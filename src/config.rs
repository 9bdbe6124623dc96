//! Provider and HTTP configuration.
//!
//! [`ProviderConfig`] mirrors the shape the extension stores under
//! `llmConfigs`, so values read from the configuration store deserialize
//! directly.

use crate::error::{LlmError, LlmResult};
use crate::logging::log_debug;
use serde::{Deserialize, Deserializer, Serialize};
use serde_json::Value;
use std::time::Duration;

/// Sampling parameters applied to a single summarization request.
///
/// Adapters drop the fields their vendor does not accept. Each field
/// deserializes independently: a missing, null, or non-numeric value (a
/// blank input on the options page) takes its default, and numeric strings
/// are accepted.
#[derive(Debug, Clone, PartialEq, Serialize, Deserialize)]
#[serde(rename_all = "camelCase", from = "RawAdvancedSettings")]
pub struct AdvancedSettings {
    pub max_tokens: u32,
    pub temperature: f64,
    pub top_p: f64,
    pub top_k: u32,
}

impl Default for AdvancedSettings {
    fn default() -> Self {
        Self {
            max_tokens: 1024,
            temperature: 0.7,
            top_p: 0.9,
            top_k: 5,
        }
    }
}

#[derive(Deserialize)]
#[serde(rename_all = "camelCase")]
struct RawAdvancedSettings {
    #[serde(default)]
    max_tokens: Option<Value>,
    #[serde(default)]
    temperature: Option<Value>,
    #[serde(default)]
    top_p: Option<Value>,
    #[serde(default)]
    top_k: Option<Value>,
}

impl From<RawAdvancedSettings> for AdvancedSettings {
    fn from(raw: RawAdvancedSettings) -> Self {
        let defaults = Self::default();
        Self {
            max_tokens: stored_u32(raw.max_tokens.as_ref()).unwrap_or(defaults.max_tokens),
            temperature: stored_f64(raw.temperature.as_ref()).unwrap_or(defaults.temperature),
            top_p: stored_f64(raw.top_p.as_ref()).unwrap_or(defaults.top_p),
            top_k: stored_u32(raw.top_k.as_ref()).unwrap_or(defaults.top_k),
        }
    }
}

fn stored_u32(value: Option<&Value>) -> Option<u32> {
    match value? {
        Value::Number(n) => n.as_u64().and_then(|n| u32::try_from(n).ok()),
        Value::String(s) => s.trim().parse().ok(),
        _ => None,
    }
}

fn stored_f64(value: Option<&Value>) -> Option<f64> {
    let parsed = match value? {
        Value::Number(n) => n.as_f64(),
        Value::String(s) => s.trim().parse().ok(),
        _ => None,
    };
    parsed.filter(|v: &f64| v.is_finite())
}

/// `advancedSettings: null` counts as absent.
fn settings_or_default<'de, D: Deserializer<'de>>(deserializer: D) -> Result<AdvancedSettings, D::Error> {
    Ok(Option::<AdvancedSettings>::deserialize(deserializer)?.unwrap_or_default())
}

impl AdvancedSettings {
    /// Validate the ranges accepted by the configuration UI
    ///
    /// # Errors
    ///
    /// Returns [`LlmError::InvalidConfiguration`] if `max_tokens` is zero,
    /// `temperature` is outside `[0, 2]`, or `top_p` is outside `[0, 1]`.
    pub fn validate(&self) -> LlmResult<()> {
        if self.max_tokens == 0 {
            return Err(LlmError::invalid_configuration(
                "maxTokens must be greater than zero",
            ));
        }
        if !(0.0..=2.0).contains(&self.temperature) {
            return Err(LlmError::invalid_configuration(format!(
                "temperature {} is outside [0, 2]",
                self.temperature
            )));
        }
        if !(0.0..=1.0).contains(&self.top_p) {
            return Err(LlmError::invalid_configuration(format!(
                "topP {} is outside [0, 1]",
                self.top_p
            )));
        }
        Ok(())
    }
}

/// One user-configured LLM backend.
#[derive(Debug, Clone, PartialEq, Serialize, Deserialize)]
#[serde(rename_all = "camelCase")]
pub struct ProviderConfig {
    /// Display name shown in the UI and returned as `providerName`
    #[serde(default)]
    pub name: String,
    /// Provider type tag resolved by the registry
    pub provider: String,
    /// May be empty for local backends
    #[serde(default)]
    pub api_key: String,
    #[serde(default)]
    pub model: String,
    /// Base URL; empty means the vendor default
    #[serde(default)]
    pub endpoint: String,
    #[serde(default, deserialize_with = "settings_or_default")]
    pub advanced_settings: AdvancedSettings,
}

impl ProviderConfig {
    /// Create a config with default advanced settings and the vendor's default endpoint.
    pub fn new(
        name: impl Into<String>,
        provider: impl Into<String>,
        api_key: impl Into<String>,
        model: impl Into<String>,
    ) -> Self {
        Self {
            name: name.into(),
            provider: provider.into(),
            api_key: api_key.into(),
            model: model.into(),
            endpoint: String::new(),
            advanced_settings: AdvancedSettings::default(),
        }
    }

    pub fn with_endpoint(mut self, endpoint: impl Into<String>) -> Self {
        self.endpoint = endpoint.into();
        self
    }

    pub fn with_advanced_settings(mut self, settings: AdvancedSettings) -> Self {
        self.advanced_settings = settings;
        self
    }

    /// Endpoint to address requests to, falling back to `default_endpoint`
    /// when none is configured. Trailing slashes are removed so path
    /// suffixes join cleanly.
    pub fn resolved_endpoint(&self, default_endpoint: &str) -> String {
        let endpoint = self.endpoint.trim();
        let endpoint = if endpoint.is_empty() {
            default_endpoint
        } else {
            endpoint
        };
        endpoint.trim_end_matches('/').to_string()
    }

    /// Validate provider configuration
    ///
    /// # Errors
    ///
    /// Returns [`LlmError::InvalidConfiguration`] if the model is empty or
    /// the advanced settings are out of range.
    pub fn validate(&self) -> LlmResult<()> {
        if self.model.trim().is_empty() {
            return Err(LlmError::invalid_configuration(format!(
                "no model selected for provider \"{}\"",
                self.name
            )));
        }
        self.advanced_settings.validate()
    }
}

/// Timeouts applied to every adapter's HTTP client.
///
/// The pipeline itself never cancels a request; these are the only bound on
/// a hung vendor call.
#[derive(Debug, Clone, PartialEq, Eq)]
pub struct HttpSettings {
    pub request_timeout: Duration,
    pub connect_timeout: Duration,
}

impl Default for HttpSettings {
    fn default() -> Self {
        Self {
            request_timeout: Duration::from_secs(120),
            connect_timeout: Duration::from_secs(10),
        }
    }
}

impl HttpSettings {
    pub const REQUEST_TIMEOUT_ENV: &'static str = "PAGESUM_HTTP_TIMEOUT_SECS";
    pub const CONNECT_TIMEOUT_ENV: &'static str = "PAGESUM_CONNECT_TIMEOUT_SECS";

    /// Load timeouts from environment variables, keeping defaults for unset values
    ///
    /// # Errors
    ///
    /// Returns [`LlmError::InvalidConfiguration`] if a variable is set but is
    /// not a positive integer number of seconds.
    pub fn from_env() -> LlmResult<Self> {
        let mut settings = Self::default();
        if let Some(secs) = Self::read_secs(Self::REQUEST_TIMEOUT_ENV)? {
            settings.request_timeout = Duration::from_secs(secs);
        }
        if let Some(secs) = Self::read_secs(Self::CONNECT_TIMEOUT_ENV)? {
            settings.connect_timeout = Duration::from_secs(secs);
        }

        log_debug!(
            request_timeout_secs = settings.request_timeout.as_secs(),
            connect_timeout_secs = settings.connect_timeout.as_secs(),
            "HTTP settings loaded from environment"
        );

        Ok(settings)
    }

    fn read_secs(var: &str) -> LlmResult<Option<u64>> {
        let Ok(raw) = std::env::var(var) else {
            return Ok(None);
        };
        match raw.trim().parse::<u64>() {
            Ok(secs) if secs > 0 => Ok(Some(secs)),
            _ => Err(LlmError::invalid_configuration(format!(
                "{var} must be a positive number of seconds, got \"{raw}\""
            ))),
        }
    }

    /// Build the reqwest client used by an adapter.
    pub(crate) fn build_client(&self) -> LlmResult<reqwest::Client> {
        reqwest::Client::builder()
            .timeout(self.request_timeout)
            .connect_timeout(self.connect_timeout)
            .build()
            .map_err(|e| {
                LlmError::invalid_configuration(format!("failed to build HTTP client: {e}"))
            })
    }
}
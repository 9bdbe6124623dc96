//! Summarization orchestrator
//!
//! [`Summarizer`] is the entry point the extension's messaging layer calls.
//! For each request it:
//!
//! 1. Loads the provider list, selected provider index, and language from
//!    the injected [`ConfigStore`]
//! 2. Picks the provider config (request index, else stored default)
//! 3. Builds a fresh adapter through the registry
//! 4. Normalizes the page text and resolves the prompt template
//! 5. Sends exactly one request to the vendor
//! 6. Attaches the prompt and provider names to the summary
//!
//! [`Summarizer::summarize`] returns a typed [`LlmResult`];
//! [`Summarizer::handle`] is the messaging boundary and never fails.

use crate::config::{HttpSettings, ProviderConfig};
use crate::content::{hostname, normalize_whitespace};
use crate::core_types::{parse_index, ModelDescriptor, PromptSelector, SummaryResult};
use crate::error::{LlmError, LlmResult};
use crate::logging::{log_debug, log_error, log_info, log_trace, log_warn, preview};
use crate::prompts::PromptResolver;
use crate::registry::{self, ProviderKind};
use crate::store::{self, keys, ConfigStore};
use crate::tokens::estimate_prompt_tokens;
use serde::{Deserialize, Serialize};
use serde_json::Value;
use std::sync::Arc;

/// Shown when the extension has not been configured yet.
pub const SETUP_REQUIRED_MESSAGE: &str = "You have not set up your LLM provider and API key. \
Please go to the options page to set up your LLM provider and API key.";

/// One summarization request from the extension UI.
///
/// Deserializes from `{text, selectedIndex?, selectPromptIndex?}`; indices
/// may be numbers, numeric strings, `-1`, or null.
#[derive(Debug, Clone, Default, PartialEq, Eq, Deserialize)]
#[serde(from = "RawSummarizeRequest")]
pub struct SummarizeRequest {
    pub text: String,
    /// Provider config to use; `None` means the stored default.
    pub selected_index: Option<usize>,
    pub prompt: PromptSelector,
}

impl SummarizeRequest {
    pub fn new(text: impl Into<String>) -> Self {
        Self {
            text: text.into(),
            ..Self::default()
        }
    }

    pub fn with_selected_index(mut self, index: usize) -> Self {
        self.selected_index = Some(index);
        self
    }

    pub fn with_prompt(mut self, prompt: PromptSelector) -> Self {
        self.prompt = prompt;
        self
    }
}

#[derive(Deserialize)]
#[serde(rename_all = "camelCase")]
struct RawSummarizeRequest {
    #[serde(default)]
    text: String,
    #[serde(default)]
    selected_index: Option<Value>,
    #[serde(default)]
    select_prompt_index: Option<Value>,
}

impl From<RawSummarizeRequest> for SummarizeRequest {
    fn from(raw: RawSummarizeRequest) -> Self {
        Self {
            text: raw.text,
            selected_index: raw.selected_index.as_ref().and_then(parse_index),
            prompt: PromptSelector::from_raw(raw.select_prompt_index.as_ref()),
        }
    }
}

/// Reply sent back over the messaging boundary.
///
/// Serializes as `{summary, promptName, providerName}` or `{error}`.
#[derive(Debug, Clone, PartialEq, Eq, Serialize, Deserialize)]
#[serde(untagged)]
pub enum SummarizeResponse {
    #[serde(rename_all = "camelCase")]
    Success {
        summary: String,
        prompt_name: String,
        provider_name: String,
    },
    Failure { error: String },
}

impl SummarizeResponse {
    /// Convert a pipeline outcome into the boundary shape.
    pub fn from_result(result: LlmResult<SummaryResult>) -> Self {
        match result {
            Ok(result) => Self::Success {
                summary: result.summary,
                prompt_name: result.prompt_name.unwrap_or_default(),
                provider_name: result.provider_name.unwrap_or_default(),
            },
            Err(error) => Self::Failure {
                error: boundary_message(&error),
            },
        }
    }

    pub fn is_error(&self) -> bool {
        matches!(self, Self::Failure { .. })
    }
}

/// Text shown to the user for a failed request.
///
/// Oversized content gets fixed guidance plus the vendor detail; every other
/// error is shown as its display text.
fn boundary_message(error: &LlmError) -> String {
    match error {
        LlmError::ContentTooLarge { message, .. } => {
            format!("{}. {message}", error.user_message())
        }
        other => other.to_string(),
    }
}

/// The stored settings a summarization needs
struct Setup {
    configs: Vec<ProviderConfig>,
    default_index: usize,
}

/// Entry point for summarization, bound to one configuration store.
pub struct Summarizer<S: ConfigStore + ?Sized> {
    store: Arc<S>,
    http: HttpSettings,
}

impl<S: ConfigStore + ?Sized> Clone for Summarizer<S> {
    fn clone(&self) -> Self {
        Self {
            store: Arc::clone(&self.store),
            http: self.http.clone(),
        }
    }
}

impl<S: ConfigStore + ?Sized> Summarizer<S> {
    pub fn new(store: Arc<S>) -> Self {
        Self {
            store,
            http: HttpSettings::default(),
        }
    }

    /// Use custom HTTP timeouts for every adapter this summarizer builds.
    pub fn with_http_settings(mut self, http: HttpSettings) -> Self {
        self.http = http;
        self
    }

    pub fn store(&self) -> &Arc<S> {
        &self.store
    }

    /// Summarize page text with the configured provider and prompt.
    ///
    /// # Errors
    ///
    /// - [`LlmError::ConfigurationMissing`] when providers, the selected
    ///   provider index, or the language are not stored, or the stored index
    ///   is outside the provider list
    /// - [`LlmError::UnsupportedProvider`] for an unknown provider tag
    /// - [`LlmError::InvalidConfiguration`] for an unusable provider config
    /// - any adapter error ([`LlmError::ProviderError`],
    ///   [`LlmError::ContentTooLarge`], [`LlmError::InvalidResponseShape`])
    pub async fn summarize(&self, request: SummarizeRequest) -> LlmResult<SummaryResult> {
        let setup = self.load_setup().await?;
        let language = store::load_language(&*self.store)
            .await?
            .ok_or_else(|| LlmError::configuration_missing(SETUP_REQUIRED_MESSAGE))?;

        let config = select_config(&setup, request.selected_index)?;
        config.validate()?;
        let kind: ProviderKind = config.provider.parse()?;
        let provider = kind.build(config, &self.http)?;

        let content = normalize_whitespace(&request.text);
        if content.is_empty() {
            log_warn!(config_name = %config.name, "Summarizing empty page content");
        }

        let prompt = PromptResolver::new(&*self.store)
            .resolve(request.prompt, &content, &language)
            .await;

        log_info!(
            provider = %kind,
            config_name = %config.name,
            model = %config.model,
            prompt_name = %prompt.prompt_name,
            language = %language,
            content_chars = content.chars().count(),
            "Summarizing page content"
        );
        log_trace!(content_preview = %preview(&content), "Page content");

        let outcome = provider
            .summarize(
                &prompt.user_prompt,
                &prompt.system_prompt,
                &config.advanced_settings,
            )
            .await;

        let result = match outcome {
            Ok(result) => result,
            Err(error) if error.is_content_too_large() => {
                let estimated_tokens =
                    estimate_off_runtime(kind, prompt.system_prompt, prompt.user_prompt).await;
                log_warn!(
                    provider = %kind,
                    estimated_prompt_tokens = ?estimated_tokens,
                    "Page content rejected as too large"
                );
                return Err(with_token_estimate(error, estimated_tokens));
            }
            Err(error) => return Err(error),
        };

        log_debug!(
            provider = %kind,
            summary_len = result.summary.len(),
            "Summary received"
        );

        Ok(SummaryResult {
            summary: result.summary,
            prompt_name: Some(prompt.prompt_name),
            provider_name: Some(config.name.clone()),
        })
    }

    /// Messaging boundary: run [`Self::summarize`] and fold any error into
    /// `{error}`.
    pub async fn handle(&self, request: SummarizeRequest) -> SummarizeResponse {
        let response = SummarizeResponse::from_result(self.summarize(request).await);
        if let SummarizeResponse::Failure { error } = &response {
            log_error!(error = %error, "Summarize request failed");
        }
        response
    }

    /// [`Self::handle`] for a raw JSON message.
    pub async fn handle_json(&self, message: Value) -> SummarizeResponse {
        match serde_json::from_value::<SummarizeRequest>(message) {
            Ok(request) => self.handle(request).await,
            Err(e) => SummarizeResponse::from_result(Err(LlmError::invalid_configuration(
                format!("malformed summarize request: {e}"),
            ))),
        }
    }

    /// Summarize a page, applying the overrides stored for its hostname.
    ///
    /// Overrides only fill what the request leaves unset: a request
    /// provider index wins over the domain's, and a request prompt other
    /// than [`PromptSelector::UseDefault`] wins over the domain's.
    ///
    /// # Errors
    ///
    /// Same as [`Self::summarize`].
    pub async fn summarize_for_url(
        &self,
        mut request: SummarizeRequest,
        page_url: &str,
    ) -> LlmResult<SummaryResult> {
        let Some(host) = hostname(page_url) else {
            log_debug!(page_url = %page_url, "No hostname, skipping domain settings");
            return self.summarize(request).await;
        };

        let domain = match store::get_domain_settings(&*self.store, &host).await {
            Ok(domain) => domain,
            Err(e) => {
                log_warn!(hostname = %host, error = %e, "Could not load domain settings");
                None
            }
        };

        if let Some(domain) = domain {
            log_debug!(hostname = %host, settings = ?domain, "Applying domain settings");
            if request.selected_index.is_none() {
                request.selected_index = domain.selected_model_index;
            }
            if request.prompt == PromptSelector::UseDefault {
                request.prompt = domain.select_prompt_index.into();
            }
        }

        self.summarize(request).await
    }

    /// Models offered by a configured provider, for the options page.
    ///
    /// # Errors
    ///
    /// [`LlmError::ConfigurationMissing`] when no providers are stored, plus
    /// the registry and adapter errors of [`Self::summarize`].
    pub async fn list_models(
        &self,
        provider_index: Option<usize>,
    ) -> LlmResult<Vec<ModelDescriptor>> {
        let setup = self.load_setup().await?;
        let config = select_config(&setup, provider_index)?;
        let provider = registry::get_provider_with(&config.provider, config, &self.http)?;
        provider.list_models().await
    }

    async fn load_setup(&self) -> LlmResult<Setup> {
        let configs = store::load_provider_configs(&*self.store)
            .await?
            .filter(|configs| !configs.is_empty())
            .ok_or_else(|| LlmError::configuration_missing(SETUP_REQUIRED_MESSAGE))?;
        let default_index = store::load_index(&*self.store, keys::SELECTED_LLM_INDEX)
            .await?
            .ok_or_else(|| LlmError::configuration_missing(SETUP_REQUIRED_MESSAGE))?;

        Ok(Setup {
            configs,
            default_index,
        })
    }
}

/// Request index when it names a config, else the stored default.
fn select_config(setup: &Setup, requested: Option<usize>) -> LlmResult<&ProviderConfig> {
    if let Some(index) = requested {
        match setup.configs.get(index) {
            Some(config) => return Ok(config),
            None => log_warn!(
                index,
                available = setup.configs.len(),
                "Requested provider index out of range, using stored default"
            ),
        }
    }

    setup.configs.get(setup.default_index).ok_or_else(|| {
        LlmError::configuration_missing(format!(
            "{SETUP_REQUIRED_MESSAGE} (selected provider {} does not exist)",
            setup.default_index
        ))
    })
}

/// Tokenize the prompt on the blocking pool; the page may be large.
async fn estimate_off_runtime(kind: ProviderKind, system_prompt: String, user_prompt: String) -> Option<u32> {
    let task = tokio::task::spawn_blocking(move || {
        estimate_prompt_tokens(kind, &system_prompt, &user_prompt)
    });
    match task.await {
        Ok(tokens) => Some(tokens),
        Err(e) => {
            log_warn!(error = %e, "Prompt token estimate failed");
            None
        }
    }
}

/// Append the estimated prompt size to a content-too-large error.
pub(crate) fn with_token_estimate(error: LlmError, estimated_tokens: Option<u32>) -> LlmError {
    let Some(estimated_tokens) = estimated_tokens else {
        return error;
    };
    match error {
        LlmError::ContentTooLarge {
            provider,
            status,
            message,
        } => LlmError::ContentTooLarge {
            provider,
            status,
            message: format!("{message} (~{estimated_tokens} tokens)"),
        },
        other => other,
    }
}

----

Counting only the lines that include "derive", state how many there are in the entries, and nothing else.

7